How I'd Invest $10,000 in AI Stocks Right Now

INTCTSMNBISNFLXNDAQ
Artificial IntelligenceTechnology & InnovationCorporate Guidance & OutlookCorporate EarningsCompany FundamentalsInvestor Sentiment & PositioningAnalyst InsightsGeopolitics & War
How I'd Invest $10,000 in AI Stocks Right Now

Nvidia posted 73% revenue growth in its most recent quarter and is guiding ~77% growth for the next quarter, with two flagship GPUs forecast to generate $1 trillion in lifetime sales by end-2027. Broadcom projects $100B in custom AI chip sales by end-2027 (its relevant division posted $8.4B in Q1 FY2026), while TSMC remains a neutral, lower-risk AI supply play. Microsoft’s Azure grew 39% last quarter but MSFT shares are ~30% below their all-time high, presenting a potential buying opportunity; Nebius forecasts ARR of $7–9B by end-2026 up from $1.25B at end-2025, indicating very rapid expansion.

Analysis

The demand shock from AI is not just a GPU story — it cascades into advanced packaging, HBM memory, and bespoke interconnects where scarcity and technical barriers create durable pricing power for capacity holders. That elevates wafer fabs and co-packagers disproportionately versus legacy CPU incumbents, because marginal dollar of AI spend flows to the last-mile integrations that are hard to replicate and take months to add. A key downside that rarely gets priced in is architectural deflation: more efficient model designs or widespread adoption of sparsity/quantization could shave model flops-per-inference by tens of percent within 12–36 months, materially reducing incremental hardware demand. Geopolitical shocks (export controls, a Taiwan-strait incident) compress supply instantly and can flip winners into losers due to localized tooling and qualification cycles measured in quarters. Actionable alpha sits in asymmetric exposure to small, fast-growing cloud integrators and in convex long positions on pure-play capacity owners. Small-cap cloud partners can rerate quickly on multi-quarter revenue compounding but have binary operational risk; foundries and packaging specialists offer steadier optionality as hyperscalers re-up contracts.
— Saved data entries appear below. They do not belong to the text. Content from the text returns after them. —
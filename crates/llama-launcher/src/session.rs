//! One interactive launch session.
//!
//! Strictly sequential: binary pre-check, memory probe, model selection,
//! context negotiation, the remaining server parameters, port negotiation.
//! Every retry is driven by the user; nothing is retried automatically.

use crate::advisor::{ContextCostModel, ContextFitAdvisor, PortConflictResolver, PortProbe};
use crate::config::LauncherConfig;
use crate::config_store::{ConfigStore, PersistedConfig, MODEL_DIR_KEY};
use crate::error::{LaunchError, Result};
use crate::launcher::find_binary;
use crate::memory::{AvailabilityEstimator, MemoryProbe, MemorySnapshot, SafeLimit};
use crate::models::{model_size, ModelCatalog, MODEL_EXTENSION};
use crate::plan::LaunchPlan;
use crate::prompt::{prompt_number, Prompter};
use crate::utils::{expand_home, TextUtils};
use std::fs;
use std::path::Path;
use tracing::{debug, info, warn};

const RULE: &str = "========================================";

/// Fraction of total RAM above which a model gets a soft warning.
const MODEL_RAM_WARNING_RATIO: f64 = 0.8;

#[derive(Debug, Clone, PartialEq)]
pub enum SessionOutcome {
    /// Every parameter is validated; `config` carries the model directory.
    Ready {
        plan: LaunchPlan,
        config: PersistedConfig,
    },
    /// The user chose to stop before a plan was complete.
    Cancelled,
}

/// Memory facts gathered once at session start.
#[derive(Debug, Clone, Copy)]
struct MemoryView {
    snapshot: Option<MemorySnapshot>,
    safe_limit: Option<SafeLimit>,
}

pub struct Session<'a, P: ?Sized, M: ?Sized, Q: ?Sized> {
    cfg: &'a LauncherConfig,
    store: ConfigStore,
    prompter: &'a mut P,
    memory: &'a M,
    ports: &'a Q,
}

impl<'a, P, M, Q> Session<'a, P, M, Q>
where
    P: Prompter + ?Sized,
    M: MemoryProbe + ?Sized,
    Q: PortProbe + ?Sized,
{
    pub fn new(cfg: &'a LauncherConfig, prompter: &'a mut P, memory: &'a M, ports: &'a Q) -> Self {
        Self {
            cfg,
            store: ConfigStore::new(cfg.config_path.clone()),
            prompter,
            memory,
            ports,
        }
    }

    pub fn run(&mut self) -> Result<SessionOutcome> {
        self.prompter.say(RULE);
        self.prompter.say("Llama Command Builder");
        self.prompter.say(RULE);

        if !self.check_binary()? {
            return Ok(SessionOutcome::Cancelled);
        }

        let memory = self.probe_memory();

        let (model, config) = self.select_model()?;
        let model_bytes = match self.inspect_model(&model, &memory)? {
            ModelCheck::Proceed(size) => size,
            ModelCheck::Rejected => return Ok(SessionOutcome::Cancelled),
        };

        let d = self.cfg.defaults.clone();

        let alias_default = alias_for(&model);
        let alias = self.prompter.input(
            "Alias (--alias)",
            Some(&alias_default),
            Some("A recognizable name for ease of use with agents."),
        )?;
        let alias = if alias.is_empty() { alias_default } else { alias };

        let advisor = ContextFitAdvisor::new(
            memory.safe_limit,
            model_bytes,
            ContextCostModel::from_mib_per_token(self.cfg.mib_per_token),
        );
        let ctx_default = advisor.suggest_default(d.ctx_size);
        if ctx_default != d.ctx_size {
            self.prompter.say(&format!(
                "Suggested context size for available memory: {}",
                ctx_default
            ));
        }
        let raw_ctx = self.prompter.input(
            "Context Size (-c)",
            Some(&ctx_default.to_string()),
            Some("Size of the prompt context (tokens). Higher values use more memory."),
        )?;
        let ctx_size = advisor.negotiate(&mut *self.prompter, raw_ctx)?;

        let n_predict = prompt_number(
            &mut *self.prompter,
            "Predict Length (-n)",
            d.n_predict,
            Some("Maximum number of tokens to predict/generate."),
            "predict length",
        )?;
        let gpu_layers = prompt_number(
            &mut *self.prompter,
            "GPU Layers (-ngl)",
            d.gpu_layers,
            Some("Number of layers to offload to GPU. 99 usually means all layers."),
            "layer count",
        )?;
        let batch_size = prompt_number(
            &mut *self.prompter,
            "Batch Size (-b)",
            d.batch_size,
            Some("Logical batch size for prompt processing."),
            "batch size",
        )?;
        let ubatch_size = prompt_number(
            &mut *self.prompter,
            "UBatch Size (-ub)",
            d.ubatch_size,
            Some("Physical batch size."),
            "micro-batch size",
        )?;

        let proposed_port = prompt_number(
            &mut *self.prompter,
            "Port (--port)",
            d.port,
            Some("Port listener for the server."),
            "port",
        )?;
        let port = PortConflictResolver::new(self.ports).resolve(&mut *self.prompter, proposed_port)?;

        let parallel_slots = prompt_number(
            &mut *self.prompter,
            "Parallel Slots (-np)",
            d.parallel_slots,
            Some("Number of simultaneous requests to process."),
            "slot count",
        )?;
        let flash_attn = self.prompter.confirm(
            "Flash Attention (-fa)",
            d.flash_attn,
            Some("Enable Flash Attention (optimizes speed/memory, recommended for Apple Silicon)."),
        )?;
        let jinja = self.prompter.confirm(
            "Enable Jinja Templates (--jinja)",
            d.jinja,
            Some("Enable jinja2 template support for chat templates."),
        )?;

        let plan = LaunchPlan {
            model,
            alias,
            ctx_size,
            n_predict,
            gpu_layers,
            batch_size,
            ubatch_size,
            port,
            parallel_slots,
            flash_attn,
            jinja,
        };
        info!("Launch plan complete: {}", plan.command_line(&self.cfg.binary));
        Ok(SessionOutcome::Ready { plan, config })
    }

    pub fn preview(&mut self, plan: &LaunchPlan) {
        self.prompter.say("\nGenerated Command:");
        self.prompter.say("----------------------------------------");
        self.prompter.say(&plan.command_line(&self.cfg.binary));
        self.prompter.say("----------------------------------------");
    }

    /// Print the command and ask whether to run it now.
    pub fn confirm_launch(&mut self, plan: &LaunchPlan) -> Result<bool> {
        self.preview(plan);
        self.prompter.confirm(
            "Run this command now?",
            true,
            Some("Execute the server command immediately."),
        )
    }

    fn check_binary(&mut self) -> Result<bool> {
        if find_binary(&self.cfg.binary).is_some() {
            return Ok(true);
        }
        self.prompter.warn(&format!(
            "[WARNING] '{}' binary not found in PATH.",
            self.cfg.binary
        ));
        self.prompter.say("You may need to install it or ensure it's in your PATH.");
        self.prompter.confirm("Continue anyway?", true, None)
    }

    fn probe_memory(&mut self) -> MemoryView {
        let snapshot = self.memory.probe();
        let estimator = AvailabilityEstimator::new(self.cfg.overhead_margin_bytes);
        let safe_limit = estimator.compute_safe_limit(snapshot.as_ref());

        match (snapshot, safe_limit) {
            (Some(s), Some(limit)) => {
                debug!("Memory snapshot: {:?}", s);
                self.prompter.say(&format!(
                    "System RAM detected: {}",
                    TextUtils::format_bytes(s.total_bytes)
                ));
                self.prompter.say(&format!(
                    "Safe usable memory: {} (after {} wired, {} compressed, {} reserved)",
                    TextUtils::format_bytes(limit.bytes()),
                    TextUtils::format_bytes(s.wired_bytes),
                    TextUtils::format_bytes(s.compressed_bytes),
                    TextUtils::format_bytes(estimator.overhead_margin_bytes()),
                ));
            }
            _ => info!("No memory statistics; context advisories disabled"),
        }

        MemoryView {
            snapshot,
            safe_limit,
        }
    }

    fn select_model(&mut self) -> Result<(String, PersistedConfig)> {
        let mut config = self.store.load();
        let mut catalog = scan_models(&config);

        if catalog.is_empty() {
            if let Some(updated) = self.first_run_setup()? {
                config = updated;
                catalog = scan_models(&config);
            }
        }

        if catalog.is_empty() {
            let model = self.require_text("Model Path (-m)", Some("Path to the GGUF model file"))?;
            return Ok((model, config));
        }

        self.prompter.say(&format!("\n{}", RULE));
        self.prompter.say("Available Models:");
        for (i, candidate) in catalog.candidates().iter().enumerate() {
            self.prompter.say(&format!(
                "{}) {} ({})",
                i + 1,
                candidate.file_name(),
                TextUtils::format_bytes(candidate.size_bytes)
            ));
        }
        self.prompter.say(RULE);

        let mut description = Some("Select a model by number, or enter a custom path.");
        loop {
            let answer = self.prompter.input("Model Path (-m)", None, description)?;
            description = None;

            if answer.is_empty() {
                self.prompter.say("Please select a model.");
                continue;
            }
            if answer.chars().all(|c| c.is_ascii_digit()) {
                match answer.parse::<usize>().ok().and_then(|n| catalog.by_number(n)) {
                    Some(candidate) => {
                        return Ok((candidate.path.display().to_string(), config));
                    }
                    None => {
                        self.prompter.say("Invalid selection number.");
                        continue;
                    }
                }
            }
            return Ok((answer, config));
        }
    }

    /// Ask for the model directory when none yields models. `None` when the
    /// user declines to create a missing directory or creation fails.
    fn first_run_setup(&mut self) -> Result<Option<PersistedConfig>> {
        self.prompter.say(&format!("\n{}", RULE));
        self.prompter.say(&format!("No {} models found.", MODEL_EXTENSION.to_uppercase()));
        self.prompter.say(
            "It looks like this is your first time running this tool (or no models were found).",
        );
        self.prompter.say(RULE);

        let raw = loop {
            let raw = self.prompter.input(
                &format!("Enter the path to your .{} models directory", MODEL_EXTENSION),
                None,
                None,
            )?;
            if !raw.is_empty() {
                break raw;
            }
            self.prompter.say("Path cannot be empty. Please enter a valid path.");
        };

        let expanded = expand_home(&raw);
        if !expanded.is_dir() {
            self.prompter.warn(&format!(
                "Warning: '{}' does not exist or is not a directory.",
                expanded.display()
            ));
            if !self.prompter.confirm("Create it?", false, None)? {
                return Ok(None);
            }
            if let Err(e) = fs::create_dir_all(&expanded) {
                self.prompter.warn(&format!("Error creating directory: {}", e));
                return Ok(None);
            }
            self.prompter.say(&format!("Created {}", expanded.display()));
        }

        match self.store.save_model_dir(&raw) {
            Ok(config) => {
                self.prompter.say(&format!(
                    "Configuration saved to {}",
                    self.store.path().display()
                ));
                Ok(Some(config))
            }
            Err(e) => {
                warn!("Failed to persist model_dir: {}", e);
                self.prompter.warn(&format!(
                    "Could not save configuration to {}: {}",
                    self.store.path().display(),
                    e
                ));
                let mut config = self.store.load();
                config.set(MODEL_DIR_KEY, &raw);
                Ok(Some(config))
            }
        }
    }

    fn require_text(&mut self, label: &str, description: Option<&str>) -> Result<String> {
        let mut description = description;
        loop {
            let answer = self.prompter.input(label, None, description)?;
            if !answer.is_empty() {
                return Ok(answer);
            }
            self.prompter.say("A value is required.");
            description = None;
        }
    }

    /// Footprint checks against total RAM. Only runs with memory statistics;
    /// a vanished model file disables the context advisory instead of failing.
    fn inspect_model(&mut self, model: &str, memory: &MemoryView) -> Result<ModelCheck> {
        let Some(snapshot) = memory.snapshot else {
            return Ok(ModelCheck::Proceed(None));
        };

        let path = expand_home(model);
        let size = match model_size(&path) {
            Ok(size) => size,
            Err(LaunchError::ModelNotFound(p)) => {
                self.prompter.warn(&format!(
                    "[WARNING] Model file not found: {}. Memory checks skipped.",
                    p.display()
                ));
                return Ok(ModelCheck::Proceed(None));
            }
            Err(e) => {
                warn!("Could not inspect {}: {}", path.display(), e);
                return Ok(ModelCheck::Proceed(None));
            }
        };

        let total = snapshot.total_bytes;
        if size > total {
            self.prompter.warn(&format!(
                "[CRITICAL] Model size ({}) exceeds total system RAM ({})!",
                TextUtils::format_bytes(size),
                TextUtils::format_bytes(total)
            ));
            self.prompter.say("This will likely crash or swap heavily.");
            if !self.prompter.confirm("Are you sure you want to use this model?", false, None)? {
                return Ok(ModelCheck::Rejected);
            }
        } else if size as f64 > total as f64 * MODEL_RAM_WARNING_RATIO {
            self.prompter.warn(&format!(
                "[WARNING] Model size ({}) is close to system RAM limit.",
                TextUtils::format_bytes(size)
            ));
        }

        Ok(ModelCheck::Proceed(Some(size)))
    }
}

enum ModelCheck {
    Proceed(Option<u64>),
    Rejected,
}

fn scan_models(config: &PersistedConfig) -> ModelCatalog {
    let Some(dir) = config.resolved_model_dir() else {
        return ModelCatalog::default();
    };
    ModelCatalog::scan(&dir).unwrap_or_else(|e| {
        warn!("Could not list {}: {}", dir.display(), e);
        ModelCatalog::default()
    })
}

/// File stem of the model path, e.g. `qwen2.5-7b` for `/m/qwen2.5-7b.gguf`.
fn alias_for(model: &str) -> String {
    Path::new(model)
        .file_stem()
        .map(|s| s.to_string_lossy().into_owned())
        .filter(|s| !s.is_empty())
        .unwrap_or_else(|| model.to_string())
}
Use structure (LEAPs, call spreads, pairs) to capture upside while capping downside in a market that is simultaneously euphoric and fragile. The consensus overlooks margin cyclicality for incumbents: if hyperscalers internalize more of the stack (custom chips + software), margins on merchant GPUs could compress even as unit demand grows. That makes selective long exposure to companies capturing infrastructure scarcity more attractive than blunt index-longs into incumbents with high valuation multiple risk.